Exercise objective:
Tally up the lines below that contain the word "modname" and give the total alone.

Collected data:
- - -

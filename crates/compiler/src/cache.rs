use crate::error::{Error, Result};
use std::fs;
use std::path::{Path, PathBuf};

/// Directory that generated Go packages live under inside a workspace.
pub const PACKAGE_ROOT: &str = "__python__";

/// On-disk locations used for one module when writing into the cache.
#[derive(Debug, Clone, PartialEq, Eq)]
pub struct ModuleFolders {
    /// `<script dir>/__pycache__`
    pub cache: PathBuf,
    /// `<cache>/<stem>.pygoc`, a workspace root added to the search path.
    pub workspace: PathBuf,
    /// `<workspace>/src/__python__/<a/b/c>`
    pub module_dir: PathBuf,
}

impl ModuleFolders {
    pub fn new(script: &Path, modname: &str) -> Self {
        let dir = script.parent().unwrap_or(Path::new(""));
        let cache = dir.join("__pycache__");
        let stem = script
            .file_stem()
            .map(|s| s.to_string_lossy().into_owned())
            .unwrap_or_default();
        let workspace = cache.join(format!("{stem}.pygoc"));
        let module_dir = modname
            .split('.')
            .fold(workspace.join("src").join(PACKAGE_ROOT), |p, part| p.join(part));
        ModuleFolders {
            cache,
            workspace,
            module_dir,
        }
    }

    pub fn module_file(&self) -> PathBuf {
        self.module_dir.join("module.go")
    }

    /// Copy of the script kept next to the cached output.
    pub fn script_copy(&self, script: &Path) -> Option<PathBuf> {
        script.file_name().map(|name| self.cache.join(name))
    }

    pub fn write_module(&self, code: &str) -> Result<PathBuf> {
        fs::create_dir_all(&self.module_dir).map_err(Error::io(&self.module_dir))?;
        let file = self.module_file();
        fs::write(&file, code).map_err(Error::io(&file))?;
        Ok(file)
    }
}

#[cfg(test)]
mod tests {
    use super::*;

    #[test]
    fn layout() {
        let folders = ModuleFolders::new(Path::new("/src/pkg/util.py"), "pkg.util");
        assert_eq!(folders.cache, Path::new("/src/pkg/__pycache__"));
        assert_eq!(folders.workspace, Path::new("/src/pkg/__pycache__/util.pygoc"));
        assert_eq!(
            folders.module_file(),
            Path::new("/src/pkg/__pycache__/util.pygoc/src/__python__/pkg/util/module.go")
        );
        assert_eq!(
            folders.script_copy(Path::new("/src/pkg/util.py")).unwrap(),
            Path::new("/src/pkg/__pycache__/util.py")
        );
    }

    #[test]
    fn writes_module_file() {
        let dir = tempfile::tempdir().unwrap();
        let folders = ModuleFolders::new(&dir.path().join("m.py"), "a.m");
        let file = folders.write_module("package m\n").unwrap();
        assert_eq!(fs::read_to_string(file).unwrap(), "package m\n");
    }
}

- - -

Task solution:
2